Things like that. You know, at this fundraising dinner, we were talking about the dad who had never heard of Snapchat. He kept telling [00:17:00] me stories about all the trouble he got into as a kid, but how he was still a good kid. And my husband was saying that too. And I was like, you guys are just, you're saying that you were good. You clearly were bad. Like, why are you like, you were white. Maybe that's what it was like. To my mind, you're not a good kid at all. But that's, you know, in retrospect. But I wish that for my kids, to know when to be scared enough to be like, let's not get in this car. So this conversation with the THC startup, because we had THC drinks available at the fundraiser and I offered to my friend and then I felt stupid 'cause she was like, what's a THC drink? And you're like, I don’t know, I felt like you took your dick out at a party where everyone had their clothes on, you know?

Quinn: And not everybody's heard of dicks yet.

Claire: Yeah, exactly. But she told me she caught her son having taken weed gummies. And I was saying like,

Quinn: Were they hers?

Claire: No. But I was like, how could you tell? She's like, oh, just like stoned as fuck, like right in front of your face. And I was saying, at least to my mind, I was pretty good at hiding it. And I hope that my kids, again, are smart enough to [00:18:00] know. I don't know. We'll see. I guess we'll find out. I'm like, I hope you get in trouble in a way that is not devastating and involves like a lot of extra support and professionals and money and things like that. But I guess we'll find out.

Quinn: There's always gonna be shit like, I'd rather him fall out of a fucking tree or get lost in the woods or do stuff like that. It's you know, again, like my dad he was like, all right, you're gonna drink. You're doing it here. Gimme the keys, throw up off the back deck. You know?

Not to condone it, but to wrangle it, I guess in a way. And I dunno, I hope it's the same thing with gummies or something like that. I don't know. At least it's present somewhat.

Claire: Do your kids know about your gummies? Have you shown them to them this is what they're for and don't touch.

Quinn: It's a great question. I'm not sure about that. Maybe Dana has, it's not like you have a crazy stash. You get like an auto subscription from one company and they're, you know, pretty high up.
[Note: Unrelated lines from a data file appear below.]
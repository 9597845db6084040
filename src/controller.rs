use crate::debouncer::{SearchDebouncer, SearchEvent};
use crate::images::{load_image, Image, ImageSize};
use crate::marvel_client::{ComicApi, FetchError};
use crate::models::Comic;
use crate::url_builder::{UrlBuilder, TITLE_FILTER};
use log::{debug, error, info, warn};
use std::sync::Arc;
use std::time::Duration;
use tokio::sync::mpsc;
use tokio::task::{JoinError, JoinSet};
use tokio::time::{sleep_until, Instant};

/// Rendering side of the list screen.
pub trait ListView {
    fn list_changed(&mut self, comics: &[Comic]);
    fn fetch_error(&mut self, message: &str);
    /// A search finished without matches. Not an error.
    fn no_results(&mut self, query: &str);
    fn show_detail(&mut self, comic: &Comic, image: &Image);
}

/// Input coming from the search bar and the list.
#[derive(Debug, Clone, PartialEq, Eq)]
pub enum UserEvent {
    /// Full current contents of the search bar.
    TextChanged(String),
    CancelPressed,
    /// Zero-based row index.
    Selected(usize),
}

#[derive(Debug, Clone, PartialEq, Eq)]
enum FetchPurpose {
    Listing,
    Search(String),
}

#[derive(Debug)]
struct Completion {
    seq: u64,
    purpose: FetchPurpose,
    result: Result<Vec<Comic>, FetchError>,
}

pub struct ListController<A, V> {
    api: Arc<A>,
    urls: UrlBuilder,
    view: V,
    debouncer: SearchDebouncer,
    comics: Vec<Comic>,
    discard_stale: bool,
    next_seq: u64,
    last_applied: Option<u64>,
    fetches: JoinSet<Completion>,
}

impl<A: ComicApi, V: ListView> ListController<A, V> {
    pub fn new(api: Arc<A>, urls: UrlBuilder, view: V, quiet_period: Duration) -> Self {
        ListController {
            api,
            urls,
            view,
            debouncer: SearchDebouncer::new(quiet_period),
            comics: Vec::new(),
            discard_stale: false,
            next_seq: 0,
            last_applied: None,
            fetches: JoinSet::new(),
        }
    }

    /// Drop responses that are older than the last one applied, so the most
    /// recently issued request wins instead of the most recently completed.
    pub fn discard_stale_responses(mut self, discard: bool) -> Self {
        self.discard_stale = discard;
        self
    }

    pub fn comics(&self) -> &[Comic] {
        &self.comics
    }

    pub fn view(&self) -> &V {
        &self.view
    }

    /// Loads the unfiltered listing, then handles events until `events` closes.
    ///
    /// After the channel closes any pending search is dropped and fetches
    /// already in flight are still applied before returning.
    pub async fn run(&mut self, mut events: mpsc::Receiver<UserEvent>) {
        self.request_listing();
        let mut accepting = true;

        loop {
            if !accepting && self.fetches.is_empty() {
                break;
            }
            let deadline = self.debouncer.deadline();

            tokio::select! {
                event = events.recv(), if accepting => match event {
                    Some(event) => self.handle_event(event).await,
                    None => {
                        debug!("Event source closed, {} fetches in flight", self.fetches.len());
                        accepting = false;
                        self.debouncer.disarm();
                    }
                },
                Some(joined) = self.fetches.join_next() => self.apply(joined),
                _ = sleep_until(deadline.unwrap_or_else(Instant::now)), if deadline.is_some() => {
                    if let Some(event) = self.debouncer.poll(Instant::now()) {
                        self.dispatch(event);
                    }
                }
            }
        }
    }

    async fn handle_event(&mut self, event: UserEvent) {
        match event {
            UserEvent::TextChanged(text) => {
                if self.debouncer.on_text_change(&text, Instant::now()) {
                    debug!("Search for {:?} armed", text);
                }
            }
            UserEvent::CancelPressed => {
                let event = self.debouncer.on_cancel_button();
                self.dispatch(event);
            }
            // Blocks the loop until the image is in, like a synchronous image load
            UserEvent::Selected(index) => self.open_detail(index).await,
        }
    }

    fn dispatch(&mut self, event: SearchEvent) {
        match event {
            SearchEvent::SearchTriggered(text) => self.spawn_fetch(FetchPurpose::Search(text)),
            SearchEvent::UnfilteredRequested => self.request_listing(),
        }
    }

    fn request_listing(&mut self) {
        self.spawn_fetch(FetchPurpose::Listing);
    }

    fn spawn_fetch(&mut self, purpose: FetchPurpose) {
        let url = match &purpose {
            FetchPurpose::Listing => self.urls.build_url(None, None),
            FetchPurpose::Search(query) => self.urls.build_url(Some(TITLE_FILTER), Some(query)),
        };
        self.next_seq += 1;
        let seq = self.next_seq;
        debug!("Fetch #{} issued for {:?}", seq, purpose);

        let api = Arc::clone(&self.api);
        self.fetches.spawn(async move {
            let result = api.fetch_comics(&url).await;
            Completion {
                seq,
                purpose,
                result,
            }
        });
    }

    fn apply(&mut self, joined: Result<Completion, JoinError>) {
        let done = match joined {
            Ok(done) => done,
            Err(e) => {
                let e = FetchError::Transport(format!("fetch task failed: {e}"));
                error!("Error received requesting data: {}", e);
                self.view.fetch_error(&e.user_message());
                return;
            }
        };

        if self.discard_stale && self.last_applied.is_some_and(|last| done.seq < last) {
            info!("Discarding stale response for fetch #{}", done.seq);
            return;
        }
        self.last_applied = Some(done.seq);

        match done.result {
            Ok(comics) => {
                info!("Fetch #{} returned {} comics", done.seq, comics.len());
                self.comics = comics;
                self.view.list_changed(&self.comics);
                if let FetchPurpose::Search(query) = &done.purpose {
                    if self.comics.is_empty() {
                        self.view.no_results(query);
                    }
                }
            }
            Err(e) => {
                error!("Error received requesting data: {}", e);
                self.view.fetch_error(&e.user_message());
            }
        }
    }

    async fn open_detail(&mut self, index: usize) {
        let Some(comic) = self.comics.get(index).cloned() else {
            warn!(
                "No comic at row {}, list has {} rows",
                index,
                self.comics.len()
            );
            return;
        };
        let image = load_image(
            self.api.as_ref(),
            comic.thumbnail.as_ref(),
            ImageSize::Portrait,
        )
        .await;
        self.view.show_detail(&comic, &image);
    }
}
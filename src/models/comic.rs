use serde::Deserialize;

/// One series row as returned by the listing endpoint.
#[derive(Deserialize, Debug, Clone, PartialEq, Eq)]
pub struct Comic {
    pub id: u64,
    pub title: String,
    pub description: Option<String>,
    pub thumbnail: Option<Thumbnail>,
}

#[derive(Deserialize, Debug, Clone, PartialEq, Eq)]
pub struct Thumbnail {
    pub path: String,
    pub extension: String,
}

/// Listing bodies come either bare or wrapped in the Marvel response envelope.
#[derive(Deserialize, Debug)]
#[serde(untagged)]
pub enum ListingPayload {
    Bare(Vec<Comic>),
    Wrapped { data: ListingData },
}

#[derive(Deserialize, Debug)]
pub struct ListingData {
    pub results: Vec<Comic>,
}

impl ListingPayload {
    pub fn into_comics(self) -> Vec<Comic> {
        match self {
            ListingPayload::Bare(comics) => comics,
            ListingPayload::Wrapped { data } => data.results,
        }
    }
}
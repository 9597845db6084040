use log::debug;
use std::time::Duration;
use tokio::time::Instant;

pub const QUIET_PERIOD: Duration = Duration::from_millis(800);

#[derive(Debug, Clone, PartialEq, Eq)]
pub enum SearchEvent {
    SearchTriggered(String),
    UnfilteredRequested,
}

#[derive(Debug, Clone, PartialEq, Eq)]
enum State {
    Idle,
    Armed { text: String, deadline: Instant },
}

/// Coalesces search-bar edits into at most one search per quiet period.
///
/// There is a single deadline; re-arming replaces it. The owner is expected
/// to wait for [`SearchDebouncer::deadline`] and then call
/// [`SearchDebouncer::poll`].
#[derive(Debug)]
pub struct SearchDebouncer {
    quiet_period: Duration,
    state: State,
}

impl SearchDebouncer {
    pub fn new(quiet_period: Duration) -> Self {
        SearchDebouncer {
            quiet_period,
            state: State::Idle,
        }
    }

    /// Returns true if the change armed the debouncer.
    pub fn on_text_change(&mut self, text: &str, now: Instant) -> bool {
        if text.is_empty() {
            return false;
        }
        if let State::Armed { text: previous, .. } = &self.state {
            debug!("Search for {:?} superseded by {:?}", previous, text);
        }
        self.state = State::Armed {
            text: text.to_string(),
            deadline: now + self.quiet_period,
        };
        true
    }

    pub fn on_cancel_button(&mut self) -> SearchEvent {
        if let State::Armed { text, .. } = &self.state {
            debug!("Search for {:?} cancelled", text);
        }
        self.state = State::Idle;
        SearchEvent::UnfilteredRequested
    }

    pub fn poll(&mut self, now: Instant) -> Option<SearchEvent> {
        if !matches!(&self.state, State::Armed { deadline, .. } if *deadline <= now) {
            return None;
        }
        match std::mem::replace(&mut self.state, State::Idle) {
            State::Armed { text, .. } => Some(SearchEvent::SearchTriggered(text)),
            State::Idle => None,
        }
    }

    pub fn deadline(&self) -> Option<Instant> {
        match &self.state {
            State::Armed { deadline, .. } => Some(*deadline),
            State::Idle => None,
        }
    }

    pub fn disarm(&mut self) {
        self.state = State::Idle;
    }
}

#[cfg(test)]
impl SearchDebouncer {
    fn pending_text(&self) -> Option<&str> {
        match &self.state {
            State::Armed { text, .. } => Some(text.as_str()),
            State::Idle => None,
        }
    }

    fn is_armed(&self) -> bool {
        matches!(self.state, State::Armed { .. })
    }
}

impl Default for SearchDebouncer {
    fn default() -> Self {
        Self::new(QUIET_PERIOD)
    }
}

#[cfg(test)]
mod tests {
    use super::*;
    use proptest::prelude::*;

    fn ms(n: u64) -> Duration {
        Duration::from_millis(n)
    }

    #[test]
    fn rapid_changes_fire_once_with_last_text() {
        let t0 = Instant::now();
        let mut d = SearchDebouncer::default();

        assert!(d.on_text_change("h", t0));
        assert!(d.on_text_change("hu", t0 + ms(300)));
        assert_eq!(Some(t0 + ms(1100)), d.deadline());

        // the first arm's deadline has passed but was superseded
        assert_eq!(None, d.poll(t0 + ms(800)));
        assert_eq!(None, d.poll(t0 + ms(1099)));
        assert_eq!(
            Some(SearchEvent::SearchTriggered("hu".into())),
            d.poll(t0 + ms(1100))
        );
        assert_eq!(None, d.poll(t0 + ms(5000)));
        assert!(!d.is_armed());
    }

    #[test]
    fn each_quiet_period_fires_once() {
        let t0 = Instant::now();
        let mut d = SearchDebouncer::default();

        d.on_text_change("spi", t0);
        assert_eq!(
            Some(SearchEvent::SearchTriggered("spi".into())),
            d.poll(t0 + ms(900))
        );
        d.on_text_change("spider", t0 + ms(1000));
        assert_eq!(
            Some(SearchEvent::SearchTriggered("spider".into())),
            d.poll(t0 + ms(1800))
        );
    }

    #[test]
    fn empty_text_never_arms() {
        let t0 = Instant::now();
        let mut d = SearchDebouncer::default();

        assert!(!d.on_text_change("", t0));
        assert!(!d.is_armed());
        assert_eq!(None, d.deadline());
        assert_eq!(None, d.poll(t0 + ms(10_000)));
    }

    #[test]
    fn empty_text_leaves_existing_arm_alone() {
        let t0 = Instant::now();
        let mut d = SearchDebouncer::default();

        d.on_text_change("x", t0);
        assert!(!d.on_text_change("", t0 + ms(500)));
        assert_eq!(Some("x"), d.pending_text());
        assert_eq!(Some(t0 + ms(800)), d.deadline());
    }

    #[test]
    fn cancel_disarms_and_requests_listing() {
        let t0 = Instant::now();
        let mut d = SearchDebouncer::default();

        d.on_text_change("x", t0);
        assert_eq!(SearchEvent::UnfilteredRequested, d.on_cancel_button());
        assert!(!d.is_armed());
        assert_eq!(None, d.poll(t0 + ms(2000)));
    }

    #[test]
    fn cancel_while_idle_still_requests_listing() {
        let mut d = SearchDebouncer::default();
        assert_eq!(SearchEvent::UnfilteredRequested, d.on_cancel_button());
    }

    #[test]
    fn custom_quiet_period() {
        let t0 = Instant::now();
        let mut d = SearchDebouncer::new(ms(100));

        d.on_text_change("thor", t0);
        assert_eq!(Some(t0 + ms(100)), d.deadline());
    }

    proptest! {
        /// Replays arbitrary edit sequences, polling just before each edit.
        #[test]
        fn prop_one_search_per_quiet_period(
            steps in prop::collection::vec((0u64..2000, "[a-z]{0,3}"), 1..40)
        ) {
            let mut now = Instant::now();
            let mut d = SearchDebouncer::default();
            let mut last_text: Option<String> = None;
            let mut last_change = now;
            let mut unfired = false;

            for (gap, text) in steps {
                now += ms(gap);
                let due = unfired && now - last_change >= QUIET_PERIOD;
                match d.poll(now) {
                    Some(SearchEvent::SearchTriggered(fired)) => {
                        prop_assert!(due, "fired inside a quiet period or twice in one");
                        prop_assert_eq!(Some(&fired), last_text.as_ref());
                        unfired = false;
                    }
                    Some(other) => prop_assert!(false, "unexpected {:?}", other),
                    None => prop_assert!(!due, "quiet period elapsed without a search"),
                }

                let armed = d.on_text_change(&text, now);
                prop_assert_eq!(armed, !text.is_empty());
                if armed {
                    last_text = Some(text);
                    last_change = now;
                    unfired = true;
                }
            }

            let tail = d.poll(now + QUIET_PERIOD);
            if unfired {
                prop_assert_eq!(tail, last_text.map(SearchEvent::SearchTriggered));
            } else {
                prop_assert_eq!(tail, None);
            }
            prop_assert_eq!(d.poll(now + QUIET_PERIOD * 10), None);
        }
    }
}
But again, like I come back to like, how still but especially when we were growing up as well, like prevalent and dominating and [00:19:00] accessible every version of alcohol was in a family's home. You know, it's not locked up. Right. Maybe the parents have a special cabinet for their special stuff, but it's available all the time. People are using it all the time. It's advertised in everything, everywhere. It is, you know, it's all a thing.
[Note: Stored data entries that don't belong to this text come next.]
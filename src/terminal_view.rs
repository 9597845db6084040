use crate::controller::ListView;
use crate::images::{image_url, Image, ImageSize};
use crate::models::Comic;
use log::warn;
use std::io::Write;

/// Line-oriented rendering of the list screen.
pub struct TerminalView<W: Write> {
    out: W,
}

impl<W: Write> TerminalView<W> {
    pub fn new(out: W) -> Self {
        TerminalView { out }
    }

    pub fn into_inner(self) -> W {
        self.out
    }

    fn emit(&mut self, text: &str) {
        if let Err(e) = self.out.write_all(text.as_bytes()).and_then(|_| self.out.flush()) {
            warn!("Unable to write to terminal: {}", e);
        }
    }

    fn alert(&mut self, title: &str, message: &str) {
        self.emit(&format!("[{title}] {message}\n"));
    }
}

impl<W: Write> ListView for TerminalView<W> {
    fn list_changed(&mut self, comics: &[Comic]) {
        let mut text = String::new();
        for (row, comic) in comics.iter().enumerate() {
            let thumb = match &comic.thumbnail {
                Some(t) => image_url(t, ImageSize::Small),
                None => "(no image)".into(),
            };
            text.push_str(&format!("{:>3}. {}  {}\n", row + 1, comic.title, thumb));
        }
        text.push_str(&format!("-- {} series --\n", comics.len()));
        self.emit(&text);
    }

    fn fetch_error(&mut self, message: &str) {
        self.alert("Request error", message);
    }

    fn no_results(&mut self, query: &str) {
        self.alert("Title error", &format!("Nothing found for \"{query}\""));
    }

    fn show_detail(&mut self, comic: &Comic, image: &Image) {
        let mut text = format!("== {} (#{}) ==\n", comic.title, comic.id);
        if let Some(description) = comic.description.as_deref().filter(|d| !d.is_empty()) {
            text.push_str(description);
            text.push('\n');
        }
        match image {
            Image::Remote { url, bytes } => {
                text.push_str(&format!("image: {} ({} bytes)\n", url, bytes.len()))
            }
            Image::Placeholder => text.push_str("image: placeholder\n"),
        }
        self.emit(&text);
    }
}
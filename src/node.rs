use std::cell::RefCell;
use std::fmt;
use std::rc::{Rc, Weak};

use crate::errors::ListError;

/// Strong handle on a node; the forward chain owns its nodes through these.
pub type NodeRef<T> = Rc<RefCell<Node<T>>>;

/// Non-owning handle, used for back links and the tail of a list.
pub type WeakNodeRef<T> = Weak<RefCell<Node<T>>>;

/// Concrete kind of a node. A chain never mixes kinds.
#[derive(Debug, Clone, Copy, PartialEq, Eq)]
pub enum NodeKind {
    Singly,
    Doubly,
}

impl fmt::Display for NodeKind {
    fn fmt(&self, f: &mut fmt::Formatter<'_>) -> fmt::Result {
        match self {
            NodeKind::Singly => f.write_str("singly linked"),
            NodeKind::Doubly => f.write_str("doubly linked"),
        }
    }
}

/// A typed storage cell: a value plus the links tying it into a chain.
///
/// `next` is the only ownership edge. `prev` is weak, so the back link of a
/// doubly linked cell never forms a strong cycle and dropping the chain head
/// releases every node.
pub struct Node<T> {
    kind: NodeKind,
    value: T,
    next: Option<NodeRef<T>>,
    prev: Option<WeakNodeRef<T>>,
}

impl<T> Node<T> {
    /// Allocate a detached singly linked cell.
    pub fn singly(value: T) -> NodeRef<T> {
        Self::detached(NodeKind::Singly, value)
    }

    /// Allocate a detached doubly linked cell.
    pub fn doubly(value: T) -> NodeRef<T> {
        Self::detached(NodeKind::Doubly, value)
    }

    fn detached(kind: NodeKind, value: T) -> NodeRef<T> {
        Rc::new(RefCell::new(Node {
            kind,
            value,
            next: None,
            prev: None,
        }))
    }

    pub fn kind(&self) -> NodeKind {
        self.kind
    }

    pub fn value(&self) -> &T {
        &self.value
    }

    pub fn value_mut(&mut self) -> &mut T {
        &mut self.value
    }

    pub fn set_value(&mut self, value: T) {
        self.value = value;
    }

    /// Strong handle on the successor, if any.
    pub fn next(&self) -> Option<NodeRef<T>> {
        self.next.clone()
    }

    /// Set the forward link. Fails with `InvalidLink` when `next` is a node
    /// of a different kind than this one.
    pub fn set_next(&mut self, next: Option<NodeRef<T>>) -> Result<(), ListError> {
        if let Some(node) = &next {
            self.check_kind(node)?;
        }
        self.next = next;
        Ok(())
    }

    /// Predecessor, if this is a doubly linked cell with a live back link.
    pub fn prev(&self) -> Option<NodeRef<T>> {
        self.prev.as_ref().and_then(Weak::upgrade)
    }

    /// Set the back link. Only doubly linked cells carry one; the referent is
    /// stored weakly so the forward chain stays the sole owner.
    pub fn set_prev(&mut self, prev: Option<&NodeRef<T>>) -> Result<(), ListError> {
        if self.kind != NodeKind::Doubly && prev.is_some() {
            return Err(ListError::InvalidLink {
                expected: NodeKind::Doubly,
                found: self.kind,
            });
        }
        if let Some(node) = prev {
            self.check_kind(node)?;
        }
        self.prev = prev.map(Rc::downgrade);
        Ok(())
    }

    pub(crate) fn take_next(&mut self) -> Option<NodeRef<T>> {
        self.next.take()
    }

    fn check_kind(&self, other: &NodeRef<T>) -> Result<(), ListError> {
        let found = other.borrow().kind;
        if found == self.kind {
            Ok(())
        } else {
            Err(ListError::InvalidLink {
                expected: self.kind,
                found,
            })
        }
    }
}

impl<T: fmt::Debug> fmt::Debug for Node<T> {
    fn fmt(&self, f: &mut fmt::Formatter<'_>) -> fmt::Result {
        // Follows `next` only; following `prev` as well would loop.
        match &self.next {
            Some(next) => write!(f, "Node({:?}, {:?})", self.value, next.borrow()),
            None => write!(f, "Node({:?}, None)", self.value),
        }
    }
}

impl<T: fmt::Display> fmt::Display for Node<T> {
    fn fmt(&self, f: &mut fmt::Formatter<'_>) -> fmt::Result {
        write!(f, "{}", self.value)
    }
}

#[cfg(test)]
mod tests {
    use super::*;

    #[test]
    fn forward_link_same_kind() {
        let a = Node::singly(1);
        let b = Node::singly(2);
        a.borrow_mut().set_next(Some(b.clone())).unwrap();
        let next = a.borrow().next().unwrap();
        assert!(Rc::ptr_eq(&next, &b));
    }

    #[test]
    fn forward_link_rejects_mixed_kinds() {
        let a = Node::singly(1);
        let b = Node::doubly(2);
        let err = a.borrow_mut().set_next(Some(b)).unwrap_err();
        assert_eq!(
            err,
            ListError::InvalidLink {
                expected: NodeKind::Singly,
                found: NodeKind::Doubly,
            }
        );
        assert!(a.borrow().next().is_none());
    }

    #[test]
    fn back_link_rejected_on_singly_cell() {
        let a = Node::singly(1);
        let b = Node::singly(2);
        let err = b.borrow_mut().set_prev(Some(&a)).unwrap_err();
        assert_eq!(
            err,
            ListError::InvalidLink {
                expected: NodeKind::Doubly,
                found: NodeKind::Singly,
            }
        );
    }

    #[test]
    fn back_link_is_weak() {
        let a = Node::doubly(1);
        let b = Node::doubly(2);
        b.borrow_mut().set_prev(Some(&a)).unwrap();
        assert!(b.borrow().prev().is_some());

        drop(a);
        assert!(b.borrow().prev().is_none(), "back link must not keep a node alive");
    }

    #[test]
    fn value_accessors() {
        let a = Node::singly(10);
        assert_eq!(*a.borrow().value(), 10);
        a.borrow_mut().set_value(11);
        assert_eq!(*a.borrow().value(), 11);
        *a.borrow_mut().value_mut() += 1;
        assert_eq!(*a.borrow().value(), 12);
    }

    #[test]
    fn debug_form_is_recursive() {
        let a = Node::singly(1);
        let b = Node::singly(2);
        a.borrow_mut().set_next(Some(b)).unwrap();
        assert_eq!(format!("{:?}", a.borrow()), "Node(1, Node(2, None))");
        assert_eq!(format!("{}", a.borrow()), "1");
    }
}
And so, yes, of course kids shouldn't have access to gummies for sure. But I'm like, well, let's hold on a minute. You know, we could, we probably learned some lessons from how we've conducted ourselves thus far with these things.

Claire: Did you ever get arrested, ever?

Quinn: No, not that I remember.

Claire: I think you would probably find, you could probably find out somehow.
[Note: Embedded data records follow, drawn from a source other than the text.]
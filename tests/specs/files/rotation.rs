//! Size-based splitting

use crate::prelude::*;

#[test]
fn size_limit_moves_to_next_counter_file() {
    let project = Project::empty();
    project.file(
        "fl.toml",
        "max_file_size = 10\ncounter_format = \"000\"\n\n[[files]]\npath = \"a.log\"\n",
    );
    // Each JSON entry is far larger than the limit, so every entry gets
    // its own file.
    project
        .fl()
        .args(&["--config", "fl.toml", "--json"])
        .stdin("one\ntwo\nthree\n")
        .passes();

    for (n, message) in ["one", "two", "three"].iter().enumerate() {
        let content = project.read(format!("a-{:03}.log", n));
        assert_eq!(content.lines().count(), 1);
        assert!(content.contains(&format!("\"message\":\"{}\"", message)));
    }
    assert!(!project.exists("a-003.log"));
}

#[test]
fn counter_continues_after_full_files() {
    let project = Project::empty();
    let full = "x".repeat(200);
    project.file("a-0.log", &full);
    project.file(
        "fl.toml",
        "max_file_size = 200\n\n[[files]]\npath = \"a.log\"\n",
    );
    project
        .fl()
        .args(&["--config", "fl.toml", "--single-line"])
        .stdin("next\n")
        .passes();

    assert_eq!(project.read("a-0.log"), full);
    assert_eq!(project.messages("a-1.log"), vec!["next"]);
}
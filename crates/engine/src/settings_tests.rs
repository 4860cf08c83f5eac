// SPDX-License-Identifier: BUSL-1.1
// Copyright (c) 2026 Alfred Jean LLC

use super::*;
use fl_adapters::MemoryFileAppender;

#[test]
fn unknown_ids_use_defaults() {
    let frozen = FrozenSettings::new(FileSettings {
        max_file_size: 42,
        ..FileSettings::default()
    })
    .with_file("./special.log", FileSettings::default());

    assert_eq!(frozen.get("other.log").max_file_size, 42);
    assert_eq!(frozen.get("special.log").max_file_size, 0);
    assert_eq!(frozen.file_ids(), vec!["special.log".to_string()]);
}

#[test]
fn freeze_resolves_overrides() {
    let options = LoggerOptions::parse(
        r#"
base_path = "logs"
max_queue_size = 16

[[files]]
path = "app.log"
max_file_size = 100
counter_format = "00"
"#,
    )
    .unwrap();

    let frozen = FrozenSettings::freeze(&options, None).unwrap();
    let app = frozen.get("app.log");
    assert_eq!(app.base_path, PathBuf::from("logs"));
    assert_eq!(app.max_file_size, 100);
    assert_eq!(app.counter_format, "00");
    assert_eq!(app.max_queue_size, 16);
    assert!(app.appender.is_none());
    assert_eq!(frozen.defaults().max_file_size, 0);
}

#[test]
fn freeze_applies_appender_everywhere() {
    let options = LoggerOptions::parse("[[files]]\npath = \"a.log\"\n").unwrap();
    let appender: Arc<dyn FileAppender> = Arc::new(MemoryFileAppender::new());

    let frozen = FrozenSettings::freeze(&options, Some(appender)).unwrap();
    assert!(frozen.get("a.log").appender.is_some());
    assert!(frozen.get("b.log").appender.is_some());
}

#[test]
fn has_postfix_when_date_or_size_configured() {
    let mut settings = FileSettings::default();
    assert!(!settings.has_postfix());

    settings.max_file_size = 1;
    assert!(settings.has_postfix());

    settings.max_file_size = 0;
    settings.date_format = Some("%Y".to_string());
    assert!(settings.has_postfix());
}

#[test]
fn snapshots_are_independent() {
    let first = FrozenSettings::new(FileSettings::default());
    let second = first.clone().with_file("a.log", FileSettings {
        max_file_size: 5,
        ..FileSettings::default()
    });

    assert_eq!(first.get("a.log").max_file_size, 0);
    assert_eq!(second.get("a.log").max_file_size, 5);
}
Quinn: My brother was a few times.

Claire: Oh, really?

Quinn: Yeah. Just like for the dumbest shit. He had one where, you know they would go in like high school seniors. He tries to wander in like into a William Mary house party or something. And I remember one where it may have been when he had come back from college or something, but he, they were all drinking downtown and they were gonna go, it must have been while they were in college.

And they had a buddy at William Mary, and they were going to drive back to the, like the [00:20:00] soccer house or whatever, you know, to all crash. Half a mile, three quarters of a mile. And at some point he was like, you know what? I'm not driving, I'm not getting in a car with people who are driving, I'm doing it right this time and starts walking and a hundred yards later gets arrested for being drunk in public.

And he's like, are you fucking kidding me? What? And I think that is probably one of his more gentle scenarios. But yeah, I don't know, man. Yeah, again, like I was so busy, like with sports stuff or trying to get girls to watch Armageddon with me.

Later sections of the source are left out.